[About this task]: Copy, without any change, the lines from the one that holds "vec![0x01, 0x02, 0x03])));" through the final line of the material below.

[Recorded data]:
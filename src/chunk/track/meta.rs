//! Meta Event Structs and Parsing

#[cfg(feature = "serde")]
use serde::{Deserialize, Serialize};

use super::TrackError;
use crate::{options::Charset, reader::MidiStream};

/// A meta level event
#[derive(Debug, Clone, PartialEq)]
#[cfg_attr(feature = "serde", derive(Serialize, Deserialize))]
pub enum MetaEvent {
    /// Sequence Number, tag 0x00
    SequenceNumber(u16),
    /// Text metadata, tag 0x01
    Text(String),
    /// Copyright, tag 0x02
    Copyright(String),
    /// Track name, tag 0x03
    TrackName(String),
    /// Instrument name, tag 0x04
    InstrumentName(String),
    /// Lyric, tag 0x05
    Lyric(String),
    /// Marker, tag 0x06
    Marker(String),
    /// Cue Point, tag 0x07. The XF karaoke track stores its info record here
    CuePoint(String),
    /// Program name, tag 0x08
    ProgramName(String),
    /// Device name, tag 0x09
    DeviceName(String),
    /// Midi Channel Prefix, tag 0x20
    MidiChannelPrefix(u8),
    /// Midi Port, tag 0x21
    MidiPort(u8),
    /// End of Track Identifier, tag 0x2F
    EndOfTrack,
    /// Tempo in microseconds per quarter note, tag 0x51
    Tempo(u32),
    /// Smpte Offset, tag 0x54
    SmpteOffset(SmpteOffset),
    /// Time signature, tag 0x58
    TimeSignature(TimeSignature),
    /// Key Signature, tag 0x59
    KeySignature(KeySignature),
    /// Sequencer Specific, tag 0x7f
    SequencerSpecific(Vec<u8>),
    /// An unknown meta event
    UnknownRaw(u8, Vec<u8>),
}

impl MetaEvent {
    /// Returns the specific event's tag
    pub fn get_tag(&self) -> u8 {
        match self {
            Self::SequenceNumber(_) => 0x00,
            Self::Text(_) => 0x01,
            Self::Copyright(_) => 0x02,
            Self::TrackName(_) => 0x03,
            Self::InstrumentName(_) => 0x04,
            Self::Lyric(_) => 0x05,
            Self::Marker(_) => 0x06,
            Self::CuePoint(_) => 0x07,
            Self::ProgramName(_) => 0x08,
            Self::DeviceName(_) => 0x09,
            Self::MidiChannelPrefix(_) => 0x20,
            Self::MidiPort(_) => 0x21,
            Self::EndOfTrack => 0x2F,
            Self::Tempo(_) => 0x51,
            Self::SmpteOffset(_) => 0x54,
            Self::TimeSignature(_) => 0x58,
            Self::KeySignature(_) => 0x59,
            Self::SequencerSpecific(_) => 0x7F,
            Self::UnknownRaw(tag, _) => *tag,
        }
    }

    /// Conventional snake case name of the event kind, e.g. `"lyrics"` or `"cue_marker"`
    pub fn kind_name(&self) -> &'static str {
        match self {
            Self::SequenceNumber(_) => "sequence_number",
            Self::Text(_) => "text",
            Self::Copyright(_) => "copyright",
            Self::TrackName(_) => "track_name",
            Self::InstrumentName(_) => "instrument_name",
            Self::Lyric(_) => "lyrics",
            Self::Marker(_) => "marker",
            Self::CuePoint(_) => "cue_marker",
            Self::ProgramName(_) => "program_name",
            Self::DeviceName(_) => "device_name",
            Self::MidiChannelPrefix(_) => "channel_prefix",
            Self::MidiPort(_) => "midi_port",
            Self::EndOfTrack => "end_of_track",
            Self::Tempo(_) => "set_tempo",
            Self::SmpteOffset(_) => "smpte_offset",
            Self::TimeSignature(_) => "time_signature",
            Self::KeySignature(_) => "key_signature",
            Self::SequencerSpecific(_) => "sequencer_specific",
            Self::UnknownRaw(..) => "unknown_meta",
        }
    }

    /// The decoded text of any text family event
    pub fn text(&self) -> Option<&str> {
        match self {
            Self::Text(text)
            | Self::Copyright(text)
            | Self::TrackName(text)
            | Self::InstrumentName(text)
            | Self::Lyric(text)
            | Self::Marker(text)
            | Self::CuePoint(text)
            | Self::ProgramName(text)
            | Self::DeviceName(text) => Some(text),
            _ => None,
        }
    }

    /// Reads a meta event whose `0xFF` prefix has already been consumed: the type byte, a
    /// variable length size and the payload. Text payloads are decoded with `charset`.
    pub fn read(stream: &mut MidiStream<'_>, charset: Charset) -> Result<Self, TrackError> {
        let event_tag = stream.read_byte()?;
        let length = stream.read_varlen()?;
        let data = stream.read_exact(length as usize)?;

        macro_rules! meta_event {
            ($len: expr, $name: expr, $value: expr) => {{
                if data.len() != $len {
                    return Err(TrackError::InvalidMetaEventData);
                }
                Ok($name($value))
            }};
        }

        match event_tag {
            0x00 => meta_event!(
                2,
                MetaEvent::SequenceNumber,
                u16::from_be_bytes([data[0], data[1]])
            ),
            0x01 => Ok(MetaEvent::Text(charset.decode(data)?)),
            0x02 => Ok(MetaEvent::Copyright(charset.decode(data)?)),
            0x03 => Ok(MetaEvent::TrackName(charset.decode(data)?)),
            0x04 => Ok(MetaEvent::InstrumentName(charset.decode(data)?)),
            0x05 => Ok(MetaEvent::Lyric(charset.decode(data)?)),
            0x06 => Ok(MetaEvent::Marker(charset.decode(data)?)),
            0x07 => Ok(MetaEvent::CuePoint(charset.decode(data)?)),
            0x08 => Ok(MetaEvent::ProgramName(charset.decode(data)?)),
            0x09 => Ok(MetaEvent::DeviceName(charset.decode(data)?)),

            0x20 => meta_event!(1, MetaEvent::MidiChannelPrefix, data[0]),
            0x21 => meta_event!(1, MetaEvent::MidiPort, data[0]),
            0x2F => Ok(MetaEvent::EndOfTrack),

            0x51 => meta_event!(
                3,
                MetaEvent::Tempo,
                u32::from_be_bytes([0, data[0], data[1], data[2]])
            ),
            0x54 => meta_event!(
                5,
                MetaEvent::SmpteOffset,
                SmpteOffset {
                    hours: data[0],
                    minutes: data[1],
                    seconds: data[2],
                    frames: data[3],
                    subframes: data[4]
                }
            ),
            0x58 => meta_event!(
                4,
                MetaEvent::TimeSignature,
                TimeSignature {
                    numerator: data[0],
                    denominator: 1u32
                        .checked_shl(u32::from(data[1]))
                        .ok_or(TrackError::InvalidMetaEventData)?,
                    clocks_per_click: data[2],
                    thirty_second_notes_per_quarter: data[3],
                }
            ),
            0x59 => meta_event!(
                2,
                MetaEvent::KeySignature,
                KeySignature {
                    sharps_flats: data[0] as i8,
                    minor: data[1] != 0
                }
            ),

            0x7F => Ok(MetaEvent::SequencerSpecific(data)),

            _ => Ok(MetaEvent::UnknownRaw(event_tag, data)),
        }
    }
}

#[derive(Debug, Clone, Copy, PartialEq)]
#[cfg_attr(feature = "serde", derive(Serialize, Deserialize))]
/// A key signature
pub struct KeySignature {
    /// Negative for flats, positive for sharps
    pub sharps_flats: i8,
    /// True if in minor, false if in major
    pub minor: bool,
}

#[derive(Debug, Clone, Copy, PartialEq)]
#[cfg_attr(feature = "serde", derive(Serialize, Deserialize))]
/// An SMPTE Offset
pub struct SmpteOffset {
    /// Hours of offset
    pub hours: u8,
    /// Minutes of offset
    pub minutes: u8,
    /// Seconds of offset
    pub seconds: u8,
    /// Frames of offset
    pub frames: u8,
    /// Subframes of offset
    pub subframes: u8,
}

#[derive(Debug, Clone, Copy, PartialEq)]
#[cfg_attr(feature = "serde", derive(Serialize, Deserialize))]
/// A Time Signature
pub struct TimeSignature {
    /// The time signature's numerator
    pub numerator: u8,
    /// The time signature's denominator, already raised from its power of two encoding
    pub denominator: u32,
    /// MIDI clocks per metronome click
    pub clocks_per_click: u8,
    /// Thirty second notes per quarter
    pub thirty_second_notes_per_quarter: u8,
}

#[cfg(test)]
mod tests {
    use crate::{
        chunk::track::{
            meta::{KeySignature, MetaEvent, SmpteOffset, TimeSignature},
            TrackError,
        },
        options::Charset,
        reader::MidiStream,
    };

    /// Reads a meta event from bytes that still carry the 0xFF prefix
    fn parse(data: &[u8]) -> Result<MetaEvent, TrackError> {
        let mut stream = MidiStream::new(data);
        assert_eq!(stream.read_byte(), Ok(0xFF));
        MetaEvent::read(&mut stream, Charset::Latin1)
    }

    #[test]
    fn test_sequence_number() {
        let result = parse(&[0xFF, 0x00, 0x02, 0x00, 0x01]);
        assert_eq!(result, Ok(MetaEvent::SequenceNumber(1)));
    }

    #[test]
    fn test_text_event() {
        let result = parse(&[0xFF, 0x01, 0x05, b'H', b'e', b'l', b'l', b'o']);
        assert_eq!(result, Ok(MetaEvent::Text("Hello".to_string())));
    }

    #[test]
    fn test_cue_point_is_text() {
        let result = parse(b"\xFF\x07\x0E$Lyrc:1:312:JP").expect("Parse cue point");
        assert_eq!(result, MetaEvent::CuePoint("$Lyrc:1:312:JP".to_string()));
        assert_eq!(result.kind_name(), "cue_marker");
        assert_eq!(result.text(), Some("$Lyrc:1:312:JP"));
    }

    #[test]
    fn latin1_lyrics_keep_every_byte() {
        let result = parse(&[0xFF, 0x05, 0x02, 0x82, 0xA0]).expect("Parse lyric");
        assert_eq!(result, MetaEvent::Lyric("\u{82}\u{a0}".to_string()));
        assert_eq!(result.kind_name(), "lyrics");
    }

    #[test]
    fn strict_utf8_lyrics_fail_on_invalid_bytes() {
        let mut stream = MidiStream::new(&[0x05, 0x01, 0x82]);
        let result = MetaEvent::read(&mut stream, Charset::Utf8);
        assert!(matches!(result, Err(TrackError::TextDecode(_))));
    }

    #[test]
    fn test_tempo_event() {
        let result = parse(&[0xFF, 0x51, 0x03, 0x07, 0xA1, 0x20]);
        assert_eq!(result, Ok(MetaEvent::Tempo(500_000)));
    }

    #[test]
    fn test_time_signature_event() {
        let result = parse(&[0xFF, 0x58, 0x04, 0x06, 0x03, 0x18, 0x08]);
        assert_eq!(
            result,
            Ok(MetaEvent::TimeSignature(TimeSignature {
                numerator: 6,
                denominator: 8,
                clocks_per_click: 24,
                thirty_second_notes_per_quarter: 8,
            }))
        );
    }

    #[test]
    fn absurd_time_signature_denominator_fails() {
        let result = parse(&[0xFF, 0x58, 0x04, 0x04, 0x40, 0x18, 0x08]);
        assert_eq!(result, Err(TrackError::InvalidMetaEventData));
    }

    #[test]
    fn test_key_signature_event() {
        let result = parse(&[0xFF, 0x59, 0x02, 0xFD, 0x01]);
        assert_eq!(
            result,
            Ok(MetaEvent::KeySignature(KeySignature {
                sharps_flats: -3,
                minor: true,
            }))
        );
    }

    #[test]
    fn test_smpte_offset_event() {
        let result = parse(&[0xFF, 0x54, 0x05, 0x01, 0x20, 0x15, 0x10, 0x00]);
        assert_eq!(
            result,
            Ok(MetaEvent::SmpteOffset(SmpteOffset {
                hours: 1,
                minutes: 32,
                seconds: 21,
                frames: 16,
                subframes: 0,
            }))
        );
    }

    #[test]
    fn test_end_of_track_event() {
        let result = parse(&[0xFF, 0x2F, 0x00]).expect("Parse end of track");
        assert_eq!(result, MetaEvent::EndOfTrack);
        assert_eq!(result.kind_name(), "end_of_track");
        assert_eq!(result.text(), None);
    }

    #[test]
    fn test_midi_port_event() {
        let result = parse(&[0xFF, 0x21, 0x01, 0x02]);
        assert_eq!(result, Ok(MetaEvent::MidiPort(2)));
    }

    #[test]
    fn test_unknown_event() {
        let result = parse(&[0xFF, 0x60, 0x03, 0x01, 0x02, 0x03]);
        assert_eq!(result, Ok(MetaEvent::UnknownRaw(0x60, vec![0x01, 0x02, 0x03])));
    }

    #[test]
    fn test_invalid_length() {
        let result = parse(&[0xFF, 0x20, 0x02, 0x01, 0x02]);
        assert_eq!(result, Err(TrackError::InvalidMetaEventData));
    }

    #[test]
    fn test_out_of_space() {
        let result = parse(&[0xFF, 0x01, 0x05, b'H', b'i']);
        assert_eq!(result, Err(TrackError::OutOfSpace));

        let result = parse(&[0xFF]);
        assert_eq!(result, Err(TrackError::OutOfSpace));
    }
}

[Completed task]:
        assert_eq!(result, Ok(MetaEvent::UnknownRaw(0x60, vec![0x01, 0x02, 0x03])));
    }

    #[test]
    fn test_invalid_length() {
        let result = parse(&[0xFF, 0x20, 0x02, 0x01, 0x02]);
        assert_eq!(result, Err(TrackError::InvalidMetaEventData));
    }

    #[test]
    fn test_out_of_space() {
        let result = parse(&[0xFF, 0x01, 0x05, b'H', b'i']);
        assert_eq!(result, Err(TrackError::OutOfSpace));

        let result = parse(&[0xFF]);
        assert_eq!(result, Err(TrackError::OutOfSpace));
    }
}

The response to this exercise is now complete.